» **Problem details**: Scan the entries line by line and return those with "Some".

» **Available records**:
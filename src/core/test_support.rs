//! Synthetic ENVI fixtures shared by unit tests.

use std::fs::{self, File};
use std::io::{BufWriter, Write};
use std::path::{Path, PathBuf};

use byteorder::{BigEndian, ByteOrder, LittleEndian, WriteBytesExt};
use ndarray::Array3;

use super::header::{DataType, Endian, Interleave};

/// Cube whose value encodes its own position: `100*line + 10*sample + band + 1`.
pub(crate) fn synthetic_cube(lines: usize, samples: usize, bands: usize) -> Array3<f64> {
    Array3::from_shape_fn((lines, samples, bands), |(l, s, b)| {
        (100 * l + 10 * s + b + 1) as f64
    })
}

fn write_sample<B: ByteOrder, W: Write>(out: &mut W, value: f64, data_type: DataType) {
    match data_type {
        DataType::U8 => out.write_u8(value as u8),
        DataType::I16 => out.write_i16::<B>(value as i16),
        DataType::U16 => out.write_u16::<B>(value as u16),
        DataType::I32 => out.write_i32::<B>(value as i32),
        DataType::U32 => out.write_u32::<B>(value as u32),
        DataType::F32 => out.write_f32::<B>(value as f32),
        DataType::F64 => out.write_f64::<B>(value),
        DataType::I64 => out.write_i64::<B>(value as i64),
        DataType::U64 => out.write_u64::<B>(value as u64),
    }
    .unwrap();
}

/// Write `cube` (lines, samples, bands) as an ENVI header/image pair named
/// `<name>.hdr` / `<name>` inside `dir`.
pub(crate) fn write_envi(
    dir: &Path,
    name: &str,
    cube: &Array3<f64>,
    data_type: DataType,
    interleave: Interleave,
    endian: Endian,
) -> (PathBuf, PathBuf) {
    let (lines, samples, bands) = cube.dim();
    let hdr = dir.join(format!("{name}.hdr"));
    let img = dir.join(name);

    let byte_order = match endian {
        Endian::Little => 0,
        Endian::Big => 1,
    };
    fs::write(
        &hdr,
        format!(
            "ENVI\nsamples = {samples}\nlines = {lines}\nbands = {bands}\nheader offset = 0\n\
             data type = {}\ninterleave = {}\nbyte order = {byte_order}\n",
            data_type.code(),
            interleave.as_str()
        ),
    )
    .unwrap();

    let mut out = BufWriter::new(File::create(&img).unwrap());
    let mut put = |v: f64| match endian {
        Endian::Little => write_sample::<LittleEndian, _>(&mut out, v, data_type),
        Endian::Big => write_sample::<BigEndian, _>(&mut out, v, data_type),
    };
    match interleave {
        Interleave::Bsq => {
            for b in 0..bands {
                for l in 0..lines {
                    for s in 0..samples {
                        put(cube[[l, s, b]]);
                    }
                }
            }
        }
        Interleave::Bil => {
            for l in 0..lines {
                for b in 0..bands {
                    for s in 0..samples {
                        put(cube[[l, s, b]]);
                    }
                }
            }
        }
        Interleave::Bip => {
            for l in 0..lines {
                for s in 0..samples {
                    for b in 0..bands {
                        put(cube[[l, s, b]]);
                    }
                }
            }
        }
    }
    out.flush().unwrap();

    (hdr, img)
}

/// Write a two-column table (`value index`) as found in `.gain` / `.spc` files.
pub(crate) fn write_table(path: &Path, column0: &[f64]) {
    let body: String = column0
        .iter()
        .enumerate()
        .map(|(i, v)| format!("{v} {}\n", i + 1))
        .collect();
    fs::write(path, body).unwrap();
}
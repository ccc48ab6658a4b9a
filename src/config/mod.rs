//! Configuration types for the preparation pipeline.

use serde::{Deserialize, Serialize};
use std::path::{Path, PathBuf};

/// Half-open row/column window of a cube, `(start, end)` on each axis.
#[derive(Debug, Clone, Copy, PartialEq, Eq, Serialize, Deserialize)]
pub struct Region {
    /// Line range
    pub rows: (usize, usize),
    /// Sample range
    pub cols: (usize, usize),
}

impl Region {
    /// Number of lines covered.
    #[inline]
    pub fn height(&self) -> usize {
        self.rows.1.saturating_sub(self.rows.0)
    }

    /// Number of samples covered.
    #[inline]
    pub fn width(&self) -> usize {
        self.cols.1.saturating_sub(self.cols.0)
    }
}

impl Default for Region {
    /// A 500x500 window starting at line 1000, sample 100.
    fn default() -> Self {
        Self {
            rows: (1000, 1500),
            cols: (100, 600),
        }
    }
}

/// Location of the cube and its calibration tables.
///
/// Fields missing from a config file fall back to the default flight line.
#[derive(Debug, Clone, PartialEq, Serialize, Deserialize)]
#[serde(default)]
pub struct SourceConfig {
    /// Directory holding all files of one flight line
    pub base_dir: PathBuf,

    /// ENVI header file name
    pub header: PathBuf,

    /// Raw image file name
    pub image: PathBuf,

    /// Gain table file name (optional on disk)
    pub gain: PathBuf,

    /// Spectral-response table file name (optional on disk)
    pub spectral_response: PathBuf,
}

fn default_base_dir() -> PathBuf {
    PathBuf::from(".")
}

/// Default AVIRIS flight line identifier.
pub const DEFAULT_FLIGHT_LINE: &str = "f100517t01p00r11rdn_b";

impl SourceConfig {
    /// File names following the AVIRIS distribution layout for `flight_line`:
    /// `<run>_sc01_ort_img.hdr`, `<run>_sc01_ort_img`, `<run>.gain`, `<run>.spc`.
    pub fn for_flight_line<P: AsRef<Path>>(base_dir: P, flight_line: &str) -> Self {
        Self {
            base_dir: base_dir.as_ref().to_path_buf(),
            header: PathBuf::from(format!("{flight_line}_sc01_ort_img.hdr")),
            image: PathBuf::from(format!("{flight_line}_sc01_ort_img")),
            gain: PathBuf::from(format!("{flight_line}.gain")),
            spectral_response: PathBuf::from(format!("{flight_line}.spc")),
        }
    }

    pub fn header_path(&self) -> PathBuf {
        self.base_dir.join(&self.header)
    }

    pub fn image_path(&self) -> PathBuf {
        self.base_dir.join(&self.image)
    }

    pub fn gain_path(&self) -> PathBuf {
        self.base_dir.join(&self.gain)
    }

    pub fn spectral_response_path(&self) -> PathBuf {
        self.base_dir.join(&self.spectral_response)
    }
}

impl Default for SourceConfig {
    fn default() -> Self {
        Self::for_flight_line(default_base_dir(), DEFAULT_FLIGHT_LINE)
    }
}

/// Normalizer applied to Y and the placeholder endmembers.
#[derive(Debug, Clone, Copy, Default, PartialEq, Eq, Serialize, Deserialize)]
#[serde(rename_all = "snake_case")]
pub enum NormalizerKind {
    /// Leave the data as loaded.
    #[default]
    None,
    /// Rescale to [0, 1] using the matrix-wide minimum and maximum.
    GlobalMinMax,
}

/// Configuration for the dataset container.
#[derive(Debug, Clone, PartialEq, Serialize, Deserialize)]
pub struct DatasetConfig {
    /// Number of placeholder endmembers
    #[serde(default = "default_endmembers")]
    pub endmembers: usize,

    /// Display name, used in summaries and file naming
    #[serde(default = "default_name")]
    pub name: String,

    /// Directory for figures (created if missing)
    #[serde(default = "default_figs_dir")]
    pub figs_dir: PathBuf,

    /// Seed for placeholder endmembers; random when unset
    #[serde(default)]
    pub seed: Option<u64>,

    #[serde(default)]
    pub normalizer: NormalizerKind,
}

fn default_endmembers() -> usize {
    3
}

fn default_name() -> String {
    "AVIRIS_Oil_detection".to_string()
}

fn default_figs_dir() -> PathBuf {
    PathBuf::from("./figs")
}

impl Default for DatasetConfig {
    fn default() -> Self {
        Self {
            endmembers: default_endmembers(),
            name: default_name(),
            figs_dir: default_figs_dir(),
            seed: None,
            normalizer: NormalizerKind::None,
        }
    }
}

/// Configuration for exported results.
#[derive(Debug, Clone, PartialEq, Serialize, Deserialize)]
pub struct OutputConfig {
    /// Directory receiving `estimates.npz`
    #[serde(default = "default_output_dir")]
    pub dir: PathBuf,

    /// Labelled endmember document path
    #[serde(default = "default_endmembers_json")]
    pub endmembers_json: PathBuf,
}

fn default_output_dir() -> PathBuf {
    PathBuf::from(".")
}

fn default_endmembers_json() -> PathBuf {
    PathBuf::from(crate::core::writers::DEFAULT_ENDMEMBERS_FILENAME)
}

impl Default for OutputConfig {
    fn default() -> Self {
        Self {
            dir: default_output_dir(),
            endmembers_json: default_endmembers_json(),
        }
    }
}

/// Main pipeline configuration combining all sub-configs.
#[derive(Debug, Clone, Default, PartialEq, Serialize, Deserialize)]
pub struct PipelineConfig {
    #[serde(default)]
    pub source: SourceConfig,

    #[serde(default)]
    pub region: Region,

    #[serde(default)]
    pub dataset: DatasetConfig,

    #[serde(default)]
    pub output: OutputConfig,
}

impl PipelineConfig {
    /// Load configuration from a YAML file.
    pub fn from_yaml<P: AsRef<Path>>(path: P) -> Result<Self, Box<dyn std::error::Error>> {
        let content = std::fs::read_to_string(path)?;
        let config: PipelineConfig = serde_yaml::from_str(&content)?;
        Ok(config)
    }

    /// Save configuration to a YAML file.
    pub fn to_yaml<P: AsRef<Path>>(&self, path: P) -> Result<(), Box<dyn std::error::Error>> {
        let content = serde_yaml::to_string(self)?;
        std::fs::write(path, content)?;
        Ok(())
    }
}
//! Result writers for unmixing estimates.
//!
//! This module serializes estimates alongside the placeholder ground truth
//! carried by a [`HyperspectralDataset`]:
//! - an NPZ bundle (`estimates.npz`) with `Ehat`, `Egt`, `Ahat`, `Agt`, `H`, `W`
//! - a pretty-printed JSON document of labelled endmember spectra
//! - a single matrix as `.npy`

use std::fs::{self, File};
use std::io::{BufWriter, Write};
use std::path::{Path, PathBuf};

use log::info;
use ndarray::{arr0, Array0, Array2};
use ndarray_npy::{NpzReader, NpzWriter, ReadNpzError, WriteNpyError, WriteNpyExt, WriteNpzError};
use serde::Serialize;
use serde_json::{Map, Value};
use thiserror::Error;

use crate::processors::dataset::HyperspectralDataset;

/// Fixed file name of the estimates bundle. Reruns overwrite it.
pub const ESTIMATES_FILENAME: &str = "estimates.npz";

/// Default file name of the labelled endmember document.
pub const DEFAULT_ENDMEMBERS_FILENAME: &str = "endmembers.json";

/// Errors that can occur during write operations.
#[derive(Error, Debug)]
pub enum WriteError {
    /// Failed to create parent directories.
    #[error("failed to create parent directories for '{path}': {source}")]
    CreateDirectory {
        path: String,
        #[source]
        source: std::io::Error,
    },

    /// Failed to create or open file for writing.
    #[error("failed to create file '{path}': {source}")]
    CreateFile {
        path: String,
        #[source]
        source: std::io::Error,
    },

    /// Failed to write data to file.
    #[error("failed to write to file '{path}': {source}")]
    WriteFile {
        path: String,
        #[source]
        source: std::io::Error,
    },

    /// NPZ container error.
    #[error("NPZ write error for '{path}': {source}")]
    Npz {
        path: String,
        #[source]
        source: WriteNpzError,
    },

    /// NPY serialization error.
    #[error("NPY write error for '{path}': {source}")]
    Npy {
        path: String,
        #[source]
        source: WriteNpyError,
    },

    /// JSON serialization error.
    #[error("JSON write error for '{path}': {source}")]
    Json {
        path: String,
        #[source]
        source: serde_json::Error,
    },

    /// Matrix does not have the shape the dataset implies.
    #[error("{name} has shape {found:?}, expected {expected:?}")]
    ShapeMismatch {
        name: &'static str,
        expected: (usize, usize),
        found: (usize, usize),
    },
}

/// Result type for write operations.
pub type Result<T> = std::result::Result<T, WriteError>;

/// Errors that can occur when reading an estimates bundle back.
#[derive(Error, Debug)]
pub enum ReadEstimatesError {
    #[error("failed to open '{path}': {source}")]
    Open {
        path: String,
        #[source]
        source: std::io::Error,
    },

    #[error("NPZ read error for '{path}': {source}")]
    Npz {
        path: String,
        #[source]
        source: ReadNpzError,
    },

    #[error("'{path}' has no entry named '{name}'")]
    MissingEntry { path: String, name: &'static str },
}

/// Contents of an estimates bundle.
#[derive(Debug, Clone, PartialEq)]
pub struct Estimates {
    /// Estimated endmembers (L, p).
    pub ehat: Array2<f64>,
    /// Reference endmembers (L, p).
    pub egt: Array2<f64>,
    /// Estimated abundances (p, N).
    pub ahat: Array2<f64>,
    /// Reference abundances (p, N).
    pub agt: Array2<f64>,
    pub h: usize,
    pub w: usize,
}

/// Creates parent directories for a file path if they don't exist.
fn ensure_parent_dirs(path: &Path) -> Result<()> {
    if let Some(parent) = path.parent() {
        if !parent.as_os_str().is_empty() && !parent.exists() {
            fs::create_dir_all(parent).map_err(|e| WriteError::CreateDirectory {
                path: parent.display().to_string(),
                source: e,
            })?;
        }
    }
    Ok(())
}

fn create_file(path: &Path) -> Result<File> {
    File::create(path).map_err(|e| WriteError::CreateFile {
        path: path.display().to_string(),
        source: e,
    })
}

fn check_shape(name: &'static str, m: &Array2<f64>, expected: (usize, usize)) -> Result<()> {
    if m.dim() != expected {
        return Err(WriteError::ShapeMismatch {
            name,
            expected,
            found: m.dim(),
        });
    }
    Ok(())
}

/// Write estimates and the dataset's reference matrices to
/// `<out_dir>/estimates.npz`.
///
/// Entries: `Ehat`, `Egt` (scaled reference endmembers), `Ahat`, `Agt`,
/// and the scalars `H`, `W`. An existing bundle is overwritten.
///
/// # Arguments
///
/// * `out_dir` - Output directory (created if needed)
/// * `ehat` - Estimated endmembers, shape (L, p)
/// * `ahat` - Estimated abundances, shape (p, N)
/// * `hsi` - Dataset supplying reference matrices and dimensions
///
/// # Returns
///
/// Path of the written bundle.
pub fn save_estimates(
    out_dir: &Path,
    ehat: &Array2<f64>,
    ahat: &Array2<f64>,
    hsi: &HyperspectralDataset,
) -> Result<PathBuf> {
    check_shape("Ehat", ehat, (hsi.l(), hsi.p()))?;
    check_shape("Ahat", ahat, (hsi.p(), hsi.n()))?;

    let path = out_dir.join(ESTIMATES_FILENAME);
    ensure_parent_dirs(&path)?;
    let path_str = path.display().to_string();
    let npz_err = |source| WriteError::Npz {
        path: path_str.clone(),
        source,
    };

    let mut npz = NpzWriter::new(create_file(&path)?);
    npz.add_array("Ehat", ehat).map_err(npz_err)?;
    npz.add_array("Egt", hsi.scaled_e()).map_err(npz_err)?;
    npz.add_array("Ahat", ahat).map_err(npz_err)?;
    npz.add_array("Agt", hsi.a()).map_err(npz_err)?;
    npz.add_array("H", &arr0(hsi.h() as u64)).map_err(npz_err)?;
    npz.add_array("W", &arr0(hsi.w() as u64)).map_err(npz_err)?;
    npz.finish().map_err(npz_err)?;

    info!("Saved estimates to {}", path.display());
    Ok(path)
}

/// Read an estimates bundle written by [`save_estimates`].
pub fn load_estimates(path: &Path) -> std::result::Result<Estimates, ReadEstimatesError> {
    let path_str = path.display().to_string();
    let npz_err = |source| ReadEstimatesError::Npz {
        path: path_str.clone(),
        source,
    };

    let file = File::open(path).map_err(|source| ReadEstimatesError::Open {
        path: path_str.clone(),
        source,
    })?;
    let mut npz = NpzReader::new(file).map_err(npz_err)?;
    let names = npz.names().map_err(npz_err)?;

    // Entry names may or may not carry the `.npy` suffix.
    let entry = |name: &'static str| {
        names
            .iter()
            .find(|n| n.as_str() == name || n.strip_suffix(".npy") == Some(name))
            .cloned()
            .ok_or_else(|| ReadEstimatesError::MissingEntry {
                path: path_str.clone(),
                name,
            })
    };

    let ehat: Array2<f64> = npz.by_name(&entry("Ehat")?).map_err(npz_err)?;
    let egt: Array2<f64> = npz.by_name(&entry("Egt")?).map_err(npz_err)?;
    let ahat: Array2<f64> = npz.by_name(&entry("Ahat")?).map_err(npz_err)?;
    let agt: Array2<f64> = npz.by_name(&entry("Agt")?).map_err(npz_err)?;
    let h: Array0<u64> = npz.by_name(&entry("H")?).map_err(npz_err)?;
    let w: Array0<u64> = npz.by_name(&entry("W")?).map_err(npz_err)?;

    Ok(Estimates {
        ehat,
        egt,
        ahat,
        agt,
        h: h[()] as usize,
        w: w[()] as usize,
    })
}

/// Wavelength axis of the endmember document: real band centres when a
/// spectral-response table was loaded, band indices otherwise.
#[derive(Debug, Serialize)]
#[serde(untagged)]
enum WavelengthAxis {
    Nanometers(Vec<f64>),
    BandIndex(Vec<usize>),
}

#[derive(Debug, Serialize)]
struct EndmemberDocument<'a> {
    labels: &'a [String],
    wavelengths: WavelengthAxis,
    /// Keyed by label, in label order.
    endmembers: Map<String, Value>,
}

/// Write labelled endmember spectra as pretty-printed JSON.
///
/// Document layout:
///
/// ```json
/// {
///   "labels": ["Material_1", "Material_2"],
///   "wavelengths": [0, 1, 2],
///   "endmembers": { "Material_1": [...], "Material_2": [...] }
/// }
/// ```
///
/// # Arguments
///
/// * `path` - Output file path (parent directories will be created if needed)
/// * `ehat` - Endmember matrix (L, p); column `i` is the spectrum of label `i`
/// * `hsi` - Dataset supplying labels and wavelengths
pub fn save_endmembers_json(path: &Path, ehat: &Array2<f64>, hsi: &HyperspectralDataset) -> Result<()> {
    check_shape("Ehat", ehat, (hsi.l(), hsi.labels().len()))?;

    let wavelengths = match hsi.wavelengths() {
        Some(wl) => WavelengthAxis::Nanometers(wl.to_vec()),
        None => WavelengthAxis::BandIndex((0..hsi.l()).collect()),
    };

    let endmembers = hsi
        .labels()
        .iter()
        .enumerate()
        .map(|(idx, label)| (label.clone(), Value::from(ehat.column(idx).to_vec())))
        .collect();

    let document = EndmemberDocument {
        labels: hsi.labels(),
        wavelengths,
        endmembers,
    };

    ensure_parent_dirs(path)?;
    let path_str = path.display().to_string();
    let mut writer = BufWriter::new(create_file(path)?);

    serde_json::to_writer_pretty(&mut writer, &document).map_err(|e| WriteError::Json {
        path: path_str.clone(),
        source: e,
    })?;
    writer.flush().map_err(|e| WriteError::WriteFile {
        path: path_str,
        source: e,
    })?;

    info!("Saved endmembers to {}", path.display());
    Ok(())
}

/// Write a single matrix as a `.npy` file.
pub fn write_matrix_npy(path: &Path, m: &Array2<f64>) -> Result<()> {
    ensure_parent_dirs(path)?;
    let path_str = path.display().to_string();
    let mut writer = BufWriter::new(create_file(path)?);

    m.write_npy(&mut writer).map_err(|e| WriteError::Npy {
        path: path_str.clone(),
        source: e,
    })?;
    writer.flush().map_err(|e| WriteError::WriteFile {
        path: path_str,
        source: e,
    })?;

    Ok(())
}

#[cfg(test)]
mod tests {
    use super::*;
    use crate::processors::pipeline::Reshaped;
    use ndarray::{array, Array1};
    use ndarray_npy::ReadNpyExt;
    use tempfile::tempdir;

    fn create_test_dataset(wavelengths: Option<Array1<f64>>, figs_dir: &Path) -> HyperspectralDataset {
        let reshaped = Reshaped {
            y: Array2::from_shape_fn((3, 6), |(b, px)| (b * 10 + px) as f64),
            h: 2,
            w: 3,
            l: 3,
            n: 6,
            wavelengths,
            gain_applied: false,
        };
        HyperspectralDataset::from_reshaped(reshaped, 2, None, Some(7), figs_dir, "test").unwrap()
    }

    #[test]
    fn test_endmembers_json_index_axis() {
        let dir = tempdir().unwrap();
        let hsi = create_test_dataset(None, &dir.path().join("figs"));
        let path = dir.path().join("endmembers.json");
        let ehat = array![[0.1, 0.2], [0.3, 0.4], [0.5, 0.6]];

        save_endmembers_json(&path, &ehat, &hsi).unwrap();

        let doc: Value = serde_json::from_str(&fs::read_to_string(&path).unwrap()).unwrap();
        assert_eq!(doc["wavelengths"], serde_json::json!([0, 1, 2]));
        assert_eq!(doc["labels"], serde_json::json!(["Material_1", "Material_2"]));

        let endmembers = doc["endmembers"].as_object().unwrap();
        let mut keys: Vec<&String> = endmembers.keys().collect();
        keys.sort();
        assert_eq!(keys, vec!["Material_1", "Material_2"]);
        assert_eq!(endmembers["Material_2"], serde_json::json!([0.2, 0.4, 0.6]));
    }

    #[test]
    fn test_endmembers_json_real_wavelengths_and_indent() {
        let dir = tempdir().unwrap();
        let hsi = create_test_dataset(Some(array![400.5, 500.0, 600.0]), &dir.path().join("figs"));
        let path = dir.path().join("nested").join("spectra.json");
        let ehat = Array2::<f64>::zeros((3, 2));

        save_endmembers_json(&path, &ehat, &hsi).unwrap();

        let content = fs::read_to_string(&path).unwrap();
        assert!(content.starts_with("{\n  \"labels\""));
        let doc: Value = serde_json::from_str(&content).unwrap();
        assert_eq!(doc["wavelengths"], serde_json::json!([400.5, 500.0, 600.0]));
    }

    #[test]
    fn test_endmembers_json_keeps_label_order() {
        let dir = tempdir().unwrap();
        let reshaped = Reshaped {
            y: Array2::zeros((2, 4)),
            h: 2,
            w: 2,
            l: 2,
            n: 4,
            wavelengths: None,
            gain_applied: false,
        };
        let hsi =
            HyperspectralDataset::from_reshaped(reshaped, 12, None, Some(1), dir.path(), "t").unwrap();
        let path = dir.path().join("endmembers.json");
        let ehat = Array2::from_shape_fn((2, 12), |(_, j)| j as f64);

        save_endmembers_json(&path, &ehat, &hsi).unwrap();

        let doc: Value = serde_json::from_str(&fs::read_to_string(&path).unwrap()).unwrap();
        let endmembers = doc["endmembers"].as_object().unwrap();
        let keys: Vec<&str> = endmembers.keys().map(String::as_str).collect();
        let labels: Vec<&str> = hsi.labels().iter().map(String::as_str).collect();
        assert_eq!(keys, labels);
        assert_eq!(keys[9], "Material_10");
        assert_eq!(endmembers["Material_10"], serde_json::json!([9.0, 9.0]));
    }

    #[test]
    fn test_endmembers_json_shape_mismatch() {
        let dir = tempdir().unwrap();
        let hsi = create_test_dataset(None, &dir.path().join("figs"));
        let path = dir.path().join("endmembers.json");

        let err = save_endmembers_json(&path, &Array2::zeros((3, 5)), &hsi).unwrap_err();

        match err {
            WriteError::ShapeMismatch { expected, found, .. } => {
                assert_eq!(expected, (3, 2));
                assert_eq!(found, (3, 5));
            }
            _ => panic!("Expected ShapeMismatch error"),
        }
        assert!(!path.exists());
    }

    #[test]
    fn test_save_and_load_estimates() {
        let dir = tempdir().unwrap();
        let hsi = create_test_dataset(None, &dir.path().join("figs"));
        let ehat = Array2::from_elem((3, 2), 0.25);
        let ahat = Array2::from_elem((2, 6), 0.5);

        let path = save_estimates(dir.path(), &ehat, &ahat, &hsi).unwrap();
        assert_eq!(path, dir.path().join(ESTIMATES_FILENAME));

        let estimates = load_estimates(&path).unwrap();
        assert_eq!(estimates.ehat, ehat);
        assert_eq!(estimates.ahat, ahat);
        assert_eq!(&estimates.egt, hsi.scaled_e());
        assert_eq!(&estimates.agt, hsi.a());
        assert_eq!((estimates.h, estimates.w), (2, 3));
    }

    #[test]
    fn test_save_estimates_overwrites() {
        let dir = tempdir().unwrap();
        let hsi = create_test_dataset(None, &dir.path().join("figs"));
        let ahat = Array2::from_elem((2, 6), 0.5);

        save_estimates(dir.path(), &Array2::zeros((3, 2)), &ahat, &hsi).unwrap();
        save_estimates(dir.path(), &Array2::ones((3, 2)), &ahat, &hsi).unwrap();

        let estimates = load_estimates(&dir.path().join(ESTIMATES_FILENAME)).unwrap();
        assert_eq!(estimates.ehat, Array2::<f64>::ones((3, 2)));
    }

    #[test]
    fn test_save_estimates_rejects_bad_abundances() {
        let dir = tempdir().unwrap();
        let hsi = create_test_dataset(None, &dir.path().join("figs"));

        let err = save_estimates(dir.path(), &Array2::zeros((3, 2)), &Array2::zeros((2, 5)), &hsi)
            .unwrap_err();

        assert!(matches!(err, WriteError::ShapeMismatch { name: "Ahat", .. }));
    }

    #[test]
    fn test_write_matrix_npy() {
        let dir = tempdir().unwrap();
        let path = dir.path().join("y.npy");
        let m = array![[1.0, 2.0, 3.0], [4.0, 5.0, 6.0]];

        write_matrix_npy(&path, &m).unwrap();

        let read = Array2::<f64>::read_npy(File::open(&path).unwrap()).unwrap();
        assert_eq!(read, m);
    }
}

» **Finished task**:
    if let Some(parent) = path.parent() {
            .find(|n| n.as_str() == name || n.strip_suffix(".npy") == Some(name))
        Some(wl) => WavelengthAxis::Nanometers(wl.to_vec()),
        HyperspectralDataset::from_reshaped(reshaped, 2, None, Some(7), figs_dir, "test").unwrap()
        let hsi = create_test_dataset(Some(array![400.5, 500.0, 600.0]), &dir.path().join("figs"));
            HyperspectralDataset::from_reshaped(reshaped, 12, None, Some(1), dir.path(), "t").unwrap();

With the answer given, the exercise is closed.